╭──

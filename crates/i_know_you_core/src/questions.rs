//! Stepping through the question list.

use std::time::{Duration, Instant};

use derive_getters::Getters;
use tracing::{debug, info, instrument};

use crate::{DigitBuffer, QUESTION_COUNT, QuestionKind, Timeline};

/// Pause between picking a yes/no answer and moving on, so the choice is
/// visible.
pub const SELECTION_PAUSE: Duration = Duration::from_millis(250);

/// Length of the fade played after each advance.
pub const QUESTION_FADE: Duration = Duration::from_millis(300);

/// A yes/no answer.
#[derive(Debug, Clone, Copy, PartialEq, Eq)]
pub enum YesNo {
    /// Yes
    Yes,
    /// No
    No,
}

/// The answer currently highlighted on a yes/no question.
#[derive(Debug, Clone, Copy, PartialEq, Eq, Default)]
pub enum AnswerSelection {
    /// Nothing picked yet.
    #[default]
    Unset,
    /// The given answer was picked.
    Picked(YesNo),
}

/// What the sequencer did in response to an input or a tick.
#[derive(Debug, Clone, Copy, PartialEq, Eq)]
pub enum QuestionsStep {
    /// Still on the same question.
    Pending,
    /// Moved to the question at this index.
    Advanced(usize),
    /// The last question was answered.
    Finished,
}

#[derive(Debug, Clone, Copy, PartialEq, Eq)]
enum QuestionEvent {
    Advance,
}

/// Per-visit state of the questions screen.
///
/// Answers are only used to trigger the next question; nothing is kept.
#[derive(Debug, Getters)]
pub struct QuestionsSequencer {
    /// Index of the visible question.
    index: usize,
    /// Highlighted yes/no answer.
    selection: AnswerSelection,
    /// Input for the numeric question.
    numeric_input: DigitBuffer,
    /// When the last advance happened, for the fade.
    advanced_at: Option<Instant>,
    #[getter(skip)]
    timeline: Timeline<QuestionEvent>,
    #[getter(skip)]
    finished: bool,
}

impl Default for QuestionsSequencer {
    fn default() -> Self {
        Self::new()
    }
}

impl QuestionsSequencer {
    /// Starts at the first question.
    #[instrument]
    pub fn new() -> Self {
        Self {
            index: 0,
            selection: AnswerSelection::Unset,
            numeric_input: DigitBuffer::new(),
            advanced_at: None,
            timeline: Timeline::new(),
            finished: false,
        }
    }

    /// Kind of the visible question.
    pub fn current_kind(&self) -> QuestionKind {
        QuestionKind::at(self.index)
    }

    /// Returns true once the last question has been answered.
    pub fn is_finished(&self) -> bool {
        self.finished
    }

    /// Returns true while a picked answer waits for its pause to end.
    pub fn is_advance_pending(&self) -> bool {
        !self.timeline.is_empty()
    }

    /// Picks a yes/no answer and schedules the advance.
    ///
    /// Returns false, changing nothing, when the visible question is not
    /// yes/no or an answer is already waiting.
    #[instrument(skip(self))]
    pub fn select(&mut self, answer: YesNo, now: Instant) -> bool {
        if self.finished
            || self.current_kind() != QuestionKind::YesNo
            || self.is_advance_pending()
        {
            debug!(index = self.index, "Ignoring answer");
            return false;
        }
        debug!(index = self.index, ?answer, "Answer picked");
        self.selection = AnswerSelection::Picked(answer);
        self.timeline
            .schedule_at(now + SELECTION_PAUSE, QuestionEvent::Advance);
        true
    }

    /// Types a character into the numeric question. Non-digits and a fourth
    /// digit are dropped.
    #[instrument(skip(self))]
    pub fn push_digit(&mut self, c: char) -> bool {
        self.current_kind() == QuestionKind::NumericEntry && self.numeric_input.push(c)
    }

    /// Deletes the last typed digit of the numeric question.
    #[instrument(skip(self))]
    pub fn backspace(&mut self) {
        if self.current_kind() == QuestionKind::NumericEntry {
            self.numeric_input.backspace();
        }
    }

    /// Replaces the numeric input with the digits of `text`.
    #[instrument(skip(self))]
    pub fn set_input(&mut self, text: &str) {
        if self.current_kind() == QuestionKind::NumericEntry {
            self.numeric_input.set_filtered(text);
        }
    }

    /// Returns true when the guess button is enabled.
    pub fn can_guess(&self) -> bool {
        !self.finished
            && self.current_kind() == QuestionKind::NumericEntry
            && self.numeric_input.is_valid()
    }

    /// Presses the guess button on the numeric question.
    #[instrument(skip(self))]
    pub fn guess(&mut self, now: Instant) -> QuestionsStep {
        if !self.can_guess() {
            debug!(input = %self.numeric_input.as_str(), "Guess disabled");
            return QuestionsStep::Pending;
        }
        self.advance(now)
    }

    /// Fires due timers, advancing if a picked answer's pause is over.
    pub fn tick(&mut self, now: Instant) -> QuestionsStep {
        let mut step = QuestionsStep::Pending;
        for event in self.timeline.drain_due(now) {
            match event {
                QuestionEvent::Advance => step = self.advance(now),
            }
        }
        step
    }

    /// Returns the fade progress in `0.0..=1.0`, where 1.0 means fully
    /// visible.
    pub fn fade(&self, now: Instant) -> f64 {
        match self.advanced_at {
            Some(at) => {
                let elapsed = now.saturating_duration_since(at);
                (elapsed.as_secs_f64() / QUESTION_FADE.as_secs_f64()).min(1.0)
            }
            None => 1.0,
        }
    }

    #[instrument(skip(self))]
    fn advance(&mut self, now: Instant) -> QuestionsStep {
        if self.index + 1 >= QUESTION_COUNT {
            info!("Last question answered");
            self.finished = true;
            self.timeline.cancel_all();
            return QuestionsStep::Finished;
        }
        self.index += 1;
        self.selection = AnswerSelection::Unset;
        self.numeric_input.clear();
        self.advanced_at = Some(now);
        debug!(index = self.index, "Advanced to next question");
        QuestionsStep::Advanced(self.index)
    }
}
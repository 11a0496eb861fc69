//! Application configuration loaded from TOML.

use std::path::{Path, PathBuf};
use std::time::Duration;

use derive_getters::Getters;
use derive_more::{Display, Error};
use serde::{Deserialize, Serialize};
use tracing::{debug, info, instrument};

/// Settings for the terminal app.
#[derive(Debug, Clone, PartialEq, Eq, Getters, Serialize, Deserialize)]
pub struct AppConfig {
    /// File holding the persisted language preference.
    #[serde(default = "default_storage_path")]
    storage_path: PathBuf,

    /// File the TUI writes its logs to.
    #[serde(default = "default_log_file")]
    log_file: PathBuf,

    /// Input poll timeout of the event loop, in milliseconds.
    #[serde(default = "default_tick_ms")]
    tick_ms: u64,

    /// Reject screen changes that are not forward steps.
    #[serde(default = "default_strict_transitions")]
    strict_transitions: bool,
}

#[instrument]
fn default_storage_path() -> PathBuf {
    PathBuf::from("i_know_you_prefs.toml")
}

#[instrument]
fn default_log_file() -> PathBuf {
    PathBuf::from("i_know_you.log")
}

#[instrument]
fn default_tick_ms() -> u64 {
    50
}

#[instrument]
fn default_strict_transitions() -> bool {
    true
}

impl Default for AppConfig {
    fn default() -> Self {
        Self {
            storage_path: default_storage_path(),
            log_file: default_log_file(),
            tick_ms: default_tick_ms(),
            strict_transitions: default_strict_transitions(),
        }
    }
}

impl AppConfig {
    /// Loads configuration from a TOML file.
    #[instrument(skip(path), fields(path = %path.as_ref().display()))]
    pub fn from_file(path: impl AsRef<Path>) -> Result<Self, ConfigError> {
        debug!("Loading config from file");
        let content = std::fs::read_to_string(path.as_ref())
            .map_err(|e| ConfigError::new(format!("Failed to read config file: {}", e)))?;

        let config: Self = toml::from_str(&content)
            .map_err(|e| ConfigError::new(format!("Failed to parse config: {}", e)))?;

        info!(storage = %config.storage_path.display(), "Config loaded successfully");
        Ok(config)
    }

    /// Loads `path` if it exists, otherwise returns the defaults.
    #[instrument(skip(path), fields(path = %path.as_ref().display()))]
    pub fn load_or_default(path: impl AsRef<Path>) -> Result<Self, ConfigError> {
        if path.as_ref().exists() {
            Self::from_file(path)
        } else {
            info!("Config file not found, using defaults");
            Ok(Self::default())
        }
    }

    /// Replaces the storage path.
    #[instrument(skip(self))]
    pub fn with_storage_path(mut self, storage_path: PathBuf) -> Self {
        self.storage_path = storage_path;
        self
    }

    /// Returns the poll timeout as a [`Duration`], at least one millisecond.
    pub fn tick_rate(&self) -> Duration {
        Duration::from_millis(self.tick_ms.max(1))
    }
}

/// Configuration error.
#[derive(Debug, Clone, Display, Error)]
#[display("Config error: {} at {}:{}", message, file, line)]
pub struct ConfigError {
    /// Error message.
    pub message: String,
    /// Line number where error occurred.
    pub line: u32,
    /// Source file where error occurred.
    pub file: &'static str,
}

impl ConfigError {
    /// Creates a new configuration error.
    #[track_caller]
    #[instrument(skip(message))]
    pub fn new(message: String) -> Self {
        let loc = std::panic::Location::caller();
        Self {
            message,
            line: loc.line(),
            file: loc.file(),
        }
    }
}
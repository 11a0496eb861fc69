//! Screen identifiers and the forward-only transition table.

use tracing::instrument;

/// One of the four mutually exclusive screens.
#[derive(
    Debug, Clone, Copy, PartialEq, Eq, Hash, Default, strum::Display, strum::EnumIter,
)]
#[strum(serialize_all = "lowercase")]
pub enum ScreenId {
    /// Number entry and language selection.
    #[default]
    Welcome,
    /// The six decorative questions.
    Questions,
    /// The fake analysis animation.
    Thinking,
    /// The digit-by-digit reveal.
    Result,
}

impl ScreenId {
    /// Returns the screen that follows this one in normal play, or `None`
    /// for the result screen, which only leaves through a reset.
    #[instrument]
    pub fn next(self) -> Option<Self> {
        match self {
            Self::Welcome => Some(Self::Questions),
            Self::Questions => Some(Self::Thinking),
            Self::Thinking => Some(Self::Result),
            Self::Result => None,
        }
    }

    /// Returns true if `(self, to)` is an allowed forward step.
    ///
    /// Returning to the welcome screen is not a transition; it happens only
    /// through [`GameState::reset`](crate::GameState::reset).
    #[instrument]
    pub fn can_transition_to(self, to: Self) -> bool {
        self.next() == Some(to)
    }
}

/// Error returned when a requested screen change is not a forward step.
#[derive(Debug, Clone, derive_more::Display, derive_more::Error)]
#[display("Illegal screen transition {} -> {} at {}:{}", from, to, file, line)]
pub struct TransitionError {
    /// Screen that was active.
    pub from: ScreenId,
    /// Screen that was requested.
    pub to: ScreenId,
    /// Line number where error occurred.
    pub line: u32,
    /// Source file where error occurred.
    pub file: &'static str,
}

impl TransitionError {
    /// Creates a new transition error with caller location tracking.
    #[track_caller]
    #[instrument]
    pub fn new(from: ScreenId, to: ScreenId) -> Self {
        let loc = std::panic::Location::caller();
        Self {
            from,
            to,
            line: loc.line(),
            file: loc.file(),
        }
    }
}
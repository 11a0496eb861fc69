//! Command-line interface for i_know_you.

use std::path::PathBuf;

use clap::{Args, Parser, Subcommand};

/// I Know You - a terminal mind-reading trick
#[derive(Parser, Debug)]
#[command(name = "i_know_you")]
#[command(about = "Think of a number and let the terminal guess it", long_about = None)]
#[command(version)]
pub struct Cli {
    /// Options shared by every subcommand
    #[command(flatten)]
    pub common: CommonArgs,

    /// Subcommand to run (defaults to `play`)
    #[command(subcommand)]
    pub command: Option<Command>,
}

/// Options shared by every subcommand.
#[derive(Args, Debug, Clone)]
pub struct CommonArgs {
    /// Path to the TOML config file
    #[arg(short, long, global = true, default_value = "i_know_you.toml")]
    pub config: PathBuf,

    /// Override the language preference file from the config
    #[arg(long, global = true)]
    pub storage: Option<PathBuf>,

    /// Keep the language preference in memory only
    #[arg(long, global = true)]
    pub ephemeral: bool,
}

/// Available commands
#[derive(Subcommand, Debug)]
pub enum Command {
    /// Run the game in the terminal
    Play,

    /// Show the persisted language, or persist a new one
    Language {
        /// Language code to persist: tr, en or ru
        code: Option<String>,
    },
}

╰──

ASSIGNED TASK: Wherever a line in the entries holds "through", copy that line.

RESPONSE:
//! Stepping through the question list.
    /// for the result screen, which only leaves through a reset.
    /// through [`GameState::reset`](crate::GameState::reset).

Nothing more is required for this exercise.